Jednak - jak sam mówi - najtrudniejsza jest warszawska młodzież. Zero zahamowań. Mieszkają w konkubinatach, dzieci rodzą dzieci i piętrzą się kłopoty. A z domu rodzinnego wynoszą wartości: picia i kombinatorstwa w najgorszym wydaniu. I przestępczość rośnie.

Podstawa

To dobry i zaufany partner. W służbie z mł. asp. Marcinem Kobuszewskim są partnerami, sąsiadują rejonami służbowymi. Organizują służbę tak, aby zawsze mogli sobie pomagać. Bywa, że ma chwile zwątpienia. Pracuje, jak pozostali jego koledzy, na trzy zmiany. Najbardziej nie lubi, jak schodzi z nocki o trzeciej rano, a na kolejną służbę popołudniem, tego samego dnia. Ale z kolegami z pokoju sami się nakręcają na robotę. Zatrzymują wspólnie. Kiedyś miał większy rejon i 90-100 spraw. Teraz miesięcznie ma około 40-50. Jak pracuje w nocy i ma chwilę wolną od zadań zleconych przez SSK KSP, to załatwia sprawy mieszkańców.

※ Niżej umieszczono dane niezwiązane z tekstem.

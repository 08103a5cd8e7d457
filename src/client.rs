//! Core client for the NSE public data API.
//!
//! The [`NseClient`] struct is the main entry point. It wraps a shared
//! [`SessionManager`] (cookies, priming, throttling) and provides typed
//! `get_json`, `get_text` and `download` helpers.
//!
//! API endpoint methods are added to `NseClient` via `impl` blocks in the
//! [`crate::api`] module.

use std::path::{Path, PathBuf};
use std::sync::Arc;
use std::time::Duration;

use serde::de::DeserializeOwned;

use crate::constants::{API_BASE_URL, ARCHIVE_BASE_URL};
use crate::error::Result;
use crate::session::{SessionConfig, SessionManager};
use crate::transport::{ReqwestTransport, Transport};

/// Core client for the NSE public data API.
///
/// Cheap to clone; clones share one session, so cookies and throttle state
/// are common to all of them.
///
/// # Example
///
/// ```no_run
/// use nse_rs::client::NseClient;
///
/// # #[tokio::main]
/// # async fn main() -> nse_rs::error::Result<()> {
/// let client = NseClient::new("./downloads")?;
/// let status: serde_json::Value = client.get_json("/marketStatus", &[]).await?;
/// client.shutdown().await?;
/// # Ok(())
/// # }
/// ```
#[derive(Debug, Clone)]
pub struct NseClient {
    session: Arc<SessionManager>,
    /// Base URL for JSON API requests (defaults to [`API_BASE_URL`]).
    base_url: String,
    /// Base URL for archive downloads (defaults to [`ARCHIVE_BASE_URL`]).
    archive_url: String,
}

impl NseClient {
    /// Create a client that stores downloads and cookies in `download_dir`.
    pub fn new(download_dir: impl Into<PathBuf>) -> Result<Self> {
        Self::builder().download_dir(download_dir).build()
    }

    /// Start configuring a client.
    pub fn builder() -> NseClientBuilder {
        NseClientBuilder::new()
    }

    /// Returns the shared session.
    pub fn session(&self) -> &SessionManager {
        &self.session
    }

    /// Returns the JSON API base URL.
    pub fn base_url(&self) -> &str {
        &self.base_url
    }

    /// Returns the archive base URL.
    pub fn archive_url(&self) -> &str {
        &self.archive_url
    }

    /// Returns the download directory.
    pub fn download_dir(&self) -> &Path {
        &self.session.config().download_dir
    }

    // -----------------------------------------------------------------------
    // Generic HTTP helpers
    // -----------------------------------------------------------------------

    /// GET an API path and deserialize the JSON response.
    pub async fn get_json<R: DeserializeOwned>(
        &self,
        path: &str,
        query: &[(&str, &str)],
    ) -> Result<R> {
        self.session.request_json(&self.url(path), query).await
    }

    /// GET an API path and return the raw body (CSV endpoints).
    pub async fn get_text(&self, path: &str, query: &[(&str, &str)]) -> Result<String> {
        self.session.request_text(&self.url(path), query).await
    }

    /// Download an archive path into `dir`, returning the absolute file path.
    pub async fn download(&self, archive_path: &str, dir: &Path) -> Result<PathBuf> {
        let url = join_url(&self.archive_url, archive_path);
        self.session.download_to_file(&url, dir).await
    }

    /// Persist session cookies so the next client can skip priming.
    pub async fn shutdown(&self) -> Result<()> {
        self.session.shutdown().await
    }

    /// Build the full URL from a path segment.
    fn url(&self, path: &str) -> String {
        join_url(&self.base_url, path)
    }
}

fn join_url(base: &str, path: &str) -> String {
    if path.starts_with('/') {
        format!("{base}{path}")
    } else {
        format!("{base}/{path}")
    }
}

// ---------------------------------------------------------------------------
// Builder
// ---------------------------------------------------------------------------

/// Builder for constructing an [`NseClient`] with custom configuration.
///
/// # Example
///
/// ```no_run
/// use std::time::Duration;
/// use nse_rs::client::NseClient;
///
/// # fn main() -> nse_rs::error::Result<()> {
/// let client = NseClient::builder()
///     .download_dir("./downloads")
///     .default_rps(2)
///     .timeout(Duration::from_secs(30))
///     .build()?;
/// # Ok(())
/// # }
/// ```
#[derive(Debug)]
pub struct NseClientBuilder {
    config: SessionConfig,
    base_url: String,
    archive_url: String,
    transport: Option<Arc<dyn Transport>>,
}

impl NseClientBuilder {
    /// Create a builder with default settings.
    pub fn new() -> Self {
        Self {
            config: SessionConfig::default(),
            base_url: API_BASE_URL.to_owned(),
            archive_url: ARCHIVE_BASE_URL.to_owned(),
            transport: None,
        }
    }

    /// Directory for downloads and the cookie file. Default: `$TMPDIR/nse-rs`.
    pub fn download_dir(mut self, dir: impl Into<PathBuf>) -> Self {
        self.config.download_dir = dir.into();
        self
    }

    /// JSON API base URL. Useful for testing against a mock server.
    pub fn base_url(mut self, url: impl Into<String>) -> Self {
        self.base_url = url.into().trim_end_matches('/').to_owned();
        self
    }

    /// Archive base URL.
    pub fn archive_url(mut self, url: impl Into<String>) -> Self {
        self.archive_url = url.into().trim_end_matches('/').to_owned();
        self
    }

    /// Page requested to collect anti-bot cookies.
    pub fn priming_url(mut self, url: impl Into<String>) -> Self {
        self.config.priming_url = url.into();
        self
    }

    /// Requests per second for search / autocomplete. Default: 15.
    pub fn lookup_rps(mut self, rps: u32) -> Self {
        self.config.lookup_rps = rps.max(1);
        self
    }

    /// Requests per second for everything else. Default: 3.
    pub fn default_rps(mut self, rps: u32) -> Self {
        self.config.default_rps = rps.max(1);
        self
    }

    /// Per-request timeout. Default: 15 seconds.
    pub fn timeout(mut self, timeout: Duration) -> Self {
        self.config.timeout = timeout;
        self
    }

    /// Use a custom transport instead of `reqwest`.
    pub fn transport(mut self, transport: Arc<dyn Transport>) -> Self {
        self.transport = Some(transport);
        self
    }

    /// Build the client, loading any persisted cookies.
    pub fn build(self) -> Result<NseClient> {
        let transport: Arc<dyn Transport> = match self.transport {
            Some(transport) => transport,
            None => Arc::new(ReqwestTransport::new()?),
        };
        Ok(NseClient {
            session: Arc::new(SessionManager::new(self.config, transport)),
            base_url: self.base_url,
            archive_url: self.archive_url,
        })
    }
}

impl Default for NseClientBuilder {
    fn default() -> Self {
        Self::new()
    }
}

Na zatrzymania poszukiwanych ma sposoby

Zaprasza do komendy na wywiad i tam ich zatrzymuje, bo sprawdzenie wskazuje, że jest poszukiwany. Na niektórych przymyka chwilowo oko, żeby zmylić ich czujność. Kolejnych po prostu zatrzymuje na ulicy. I udaje się. Grunt to dobra, potwierdzona informacja. Z wiedzy dzielnicowych korzysta pion kryminalny. Jarek ma dobry kontakt z administracją, która niejednokrotnie pomogła mu w złapaniu poszukiwanego ,,delikwenta”. Pomocni są też kuratorzy, oczywiście nie wszyscy. I w ten oto sposób zatrzymuje 3 – 4 osoby w miesiącu. Jego zdaniem powinien mieć więcej czasu na spotkania z mieszkańcami, a tego brakuje.

Zawsze sam podejmuje nawet bardzo trudne decyzje. Nikt nie miał do tej pory do niego zastrzeżeń. Przełożeni są zadowoleni, a on na nich nie narzeka. Wręcz przeciwnie. Otrzymał dwie nagrody od Prezydent Miasta.

Dom wybudował sam

Własnymi rękoma. Zaznacza, że przed wstąpieniem do Policji. Jest szczęśliwym mężem i ojcem dwóch synów. Żona, kiedy widzi, że bierze za dużo dodatkowych służb, każe mu z nich rezygnować na rzecz bycia z rodziną. Sama wtedy idzie na dodatkowy dyżur. Jest położną. Kiedy wraca do domu, czas stara się poświęcić synom. Podobno wprowadza wtedy dyscyplinę wojskową. Młodszy syn mówi do niego ,,Tak jest Panie Aspirancie”, ,,Wykonane Panie Aspirancie”. To go rozbraja i wyluzowuje.

Zawsze uśmiechnięty, pomocny, ale na pewno w służbie zdecydowany i konsekwentny. Znalazł swoje miejsce.